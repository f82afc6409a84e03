//! Application configuration.
//!
//! Data files live in the working directory by default; the log and the
//! shell history go under `~/.taskmgr/`. An optional `taskmgr.json` in the
//! working directory overrides any of these.

use anyhow::{Context, Result, anyhow};
use log::LevelFilter;
use serde::Deserialize;
use std::path::{Path, PathBuf};
use std::str::FromStr;

use crate::logging::LogConfig;
use crate::shell::history::HistoryConfig;

/// Name of the optional configuration file.
pub const CONFIG_FILE: &str = "taskmgr.json";

/// On-disk shape of `taskmgr.json`. Every key is optional.
#[derive(Debug, Default, Deserialize)]
#[serde(default, deny_unknown_fields)]
pub struct ConfigFile {
    pub data_dir: Option<PathBuf>,
    pub log_file: Option<PathBuf>,
    pub log_level: Option<String>,
    pub history_file: Option<PathBuf>,
    pub history_size: Option<usize>,
}

/// Resolved configuration.
#[derive(Debug, Clone)]
pub struct AppConfig {
    /// Directory holding `user.txt`, `tasks.txt` and the reports.
    pub data_dir: PathBuf,
    pub log: LogConfig,
    pub history: HistoryConfig,
}

/// Directory for the log and history, `~/.taskmgr` when a home exists.
pub fn state_dir() -> Option<PathBuf> {
    dirs_next::home_dir().map(|home| home.join(".taskmgr"))
}

impl Default for AppConfig {
    fn default() -> Self {
        let data_dir = PathBuf::from(".");
        let state = state_dir().unwrap_or_else(|| data_dir.clone());
        Self {
            log: LogConfig::new(state.join("taskmgr.log")),
            history: HistoryConfig::new(state.join("history")),
            data_dir,
        }
    }
}

impl AppConfig {
    /// Loads `taskmgr.json` from the working directory if present.
    pub fn load() -> Result<Self> {
        Self::load_from(Path::new(CONFIG_FILE))
    }

    /// Loads the given config file, falling back to defaults when it is absent.
    pub fn load_from(path: &Path) -> Result<Self> {
        if !path.exists() {
            return Ok(Self::default());
        }
        let content = std::fs::read_to_string(path)
            .with_context(|| format!("Failed to read {}", path.display()))?;
        let file: ConfigFile = serde_json::from_str(&content)
            .with_context(|| format!("Invalid configuration in {}", path.display()))?;
        Self::default().merge(file)
    }

    fn merge(mut self, file: ConfigFile) -> Result<Self> {
        if let Some(dir) = file.data_dir {
            self.data_dir = dir;
        }
        if let Some(path) = file.log_file {
            self.log.path = path;
        }
        if let Some(level) = file.log_level {
            let level = LevelFilter::from_str(&level)
                .map_err(|_| anyhow!("Unknown log level '{}'", level))?;
            self.log = self.log.with_level(level);
        }
        if let Some(path) = file.history_file {
            self.history.path = path;
        }
        if let Some(size) = file.history_size {
            self.history = self.history.with_max_entries(size);
        }
        Ok(self)
    }
}

#[cfg(test)]
mod tests {
    use super::*;
    use tempfile::TempDir;

    #[test]
    fn test_missing_file_uses_defaults() {
        let dir = TempDir::new().unwrap();
        let config = AppConfig::load_from(&dir.path().join(CONFIG_FILE)).unwrap();

        assert_eq!(config.data_dir, PathBuf::from("."));
        assert_eq!(config.log.level, LevelFilter::Info);
        assert!(config.log.path.ends_with("taskmgr.log"));
    }

    #[test]
    fn test_overrides() {
        let dir = TempDir::new().unwrap();
        let path = dir.path().join(CONFIG_FILE);
        std::fs::write(
            &path,
            r#"{ "data_dir": "/srv/tasks", "log_level": "debug", "history_size": 50 }"#,
        )
        .unwrap();

        let config = AppConfig::load_from(&path).unwrap();
        assert_eq!(config.data_dir, PathBuf::from("/srv/tasks"));
        assert_eq!(config.log.level, LevelFilter::Debug);
        assert_eq!(config.history.max_entries, 50);
    }

    #[test]
    fn test_invalid_config() {
        let dir = TempDir::new().unwrap();
        let path = dir.path().join(CONFIG_FILE);

        std::fs::write(&path, r#"{ "log_level": "loud" }"#).unwrap();
        assert!(AppConfig::load_from(&path).is_err());

        std::fs::write(&path, r#"{ "colour": true }"#).unwrap();
        assert!(AppConfig::load_from(&path).is_err());
    }
}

**ACTIVITY:** Would you show each line of the material above that contains the string "AppConfig"?

**WRITTEN REPLY:**
pub struct AppConfig {
impl Default for AppConfig {
impl AppConfig {
        let config = AppConfig::load_from(&dir.path().join(CONFIG_FILE)).unwrap();
        let config = AppConfig::load_from(&path).unwrap();
        assert!(AppConfig::load_from(&path).is_err());
        assert!(AppConfig::load_from(&path).is_err());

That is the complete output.